Extrait du livre de Jean Raspail : Le Roi au-delà de la mer – Albin Michel, 01-2000
Au milieu d’une foule surexcitée qui encourageait de la voix et du geste les terrassiers, on commença à creuser aux abords immédiats de la basilique deux fosses carrées. La première était destinée à recevoir les ossements des Bourbons, la seconde ceux des Valois et des Capétiens directs, ainsi que les restes des rois des deux premières races, si l’on en retrouvait quelque chose. Puis l’on enfonça au bélier les portes de la crypte où s’alignaient les tombes royales sur plusieurs niveaux de profondeur. Le premier «tyran» forcé dans son repos éternel fut le bon roi Henri IV. Lorsqu’on eut fait sauter le couvercle de son cercueil, son corps apparut presque intact. Dans l’air raréfié de la crypte, il répandait une forte exhalaison d’aromates. Ce roi-là sentait bon. Ce ne fut pas le cas des autres. Son visage était admirablement conservé, la barbe presque blanche, les traits à peine altérés. Le cadavre fut ainsi dressé, comme un mannequin, et adossé à un pilier. La foule qui l’entourait, impressionnée, suspendit un instant sa haine.

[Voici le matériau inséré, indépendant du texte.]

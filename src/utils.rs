//! Small helpers, and the helpers that the tests share.

/// Returns a mask full of 1s, of `b` bits.
pub fn mask(b: usize) -> u64 {
    if b >= 64 {
        return u64::MAX;
    }
    (1u64 << b) - 1
}

#[test]
fn test_masking() {
    assert_eq!(mask(0), 0x0);
    assert_eq!(mask(1), 0x1);
    assert_eq!(mask(8), 255);
    assert_eq!(mask(52), 0x000f_ffff_ffff_ffff);
    assert_eq!(mask(64), u64::MAX);
}

/// Returns list of interesting values that various tests use to catch edge
/// cases.
#[cfg(test)]
pub fn get_special_test_values() -> [f64; 20] {
    [
        -f64::NAN,
        f64::NAN,
        f64::INFINITY,
        f64::NEG_INFINITY,
        f64::EPSILON,
        -f64::EPSILON,
        0.000000000000000000000000000000000000001,
        f64::MIN,
        f64::MAX,
        std::f64::consts::PI,
        std::f64::consts::LN_2,
        std::f64::consts::SQRT_2,
        std::f64::consts::E,
        0.0,
        -0.0,
        10.,
        -10.,
        -0.00001,
        0.1,
        355. / 113.,
    ]
}

/// Linear-feedback shift register that generates bit patterns for tests.
#[cfg(test)]
pub struct Lfsr {
    state: u32,
}

#[cfg(test)]
impl Lfsr {
    /// Generate a new LFSR number generator.
    pub fn new() -> Lfsr {
        Lfsr { state: 0x13371337 }
    }

    /// Generate a new LFSR number generator that starts with a specific state.
    pub fn new_with_seed(seed: u32) -> Lfsr {
        Lfsr {
            state: 0x13371337 ^ seed,
        }
    }

    fn step(&mut self) {
        let a = (self.state >> 24) & 1;
        let b = (self.state >> 23) & 1;
        let c = (self.state >> 22) & 1;
        let d = (self.state >> 17) & 1;
        let n = a ^ b ^ c ^ d ^ 1;
        self.state <<= 1;
        self.state |= n;
    }

    fn get(&mut self) -> u32 {
        let mut res: u32 = 0;
        for _ in 0..32 {
            self.step();
            res <<= 1;
            res ^= self.state & 0x1;
        }
        res
    }

    pub fn get64(&mut self) -> u64 {
        ((self.get() as u64) << 32) | self.get() as u64
    }
}

#[cfg(test)]
impl Iterator for Lfsr {
    type Item = u64;
    fn next(&mut self) -> Option<Self::Item> {
        Some(self.get64())
    }
}

#[test]
fn test_lfsr_balance() {
    let mut lfsr = Lfsr::new();
    let mut items = 0;
    let mut ones = 0;
    for word in lfsr.by_ref().take(5000) {
        items += 64;
        ones += word.count_ones();
    }
    assert!((ones as f64) < (0.55 * items as f64));
    assert!((ones as f64) > (0.45 * items as f64));
}

#[test]
fn test_lfsr_seeds_differ() {
    let a: Vec<u64> = Lfsr::new_with_seed(1).take(8).collect();
    let b: Vec<u64> = Lfsr::new_with_seed(2).take(8).collect();
    assert_ne!(a, b);
    let again: Vec<u64> = Lfsr::new_with_seed(1).take(8).collect();
    assert_eq!(a, again);
}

Allait-elle tomber à genoux, en témoignage d’ancien respect ? Mais la loi qui régit les masses humaines ne souffre pas d’exception : c’est toujours le plus vil qui l’emporte. Se poussant au premier rang, un courageux sectionnaire tira son sabre et coupa ras une mèche de barbe dont il se fit une moustache postiche sous les rires et les applaudissements. Puis ce fut le tour d’une mégère qui gifla le roi à toute volée, si fort que son corps tomba à terre. Après des heures d’outrages et d’insultes, réduit à l’état qu’on peut imaginer, il fut balancé sans ménagements, le premier, dans la fosse des Bourbons.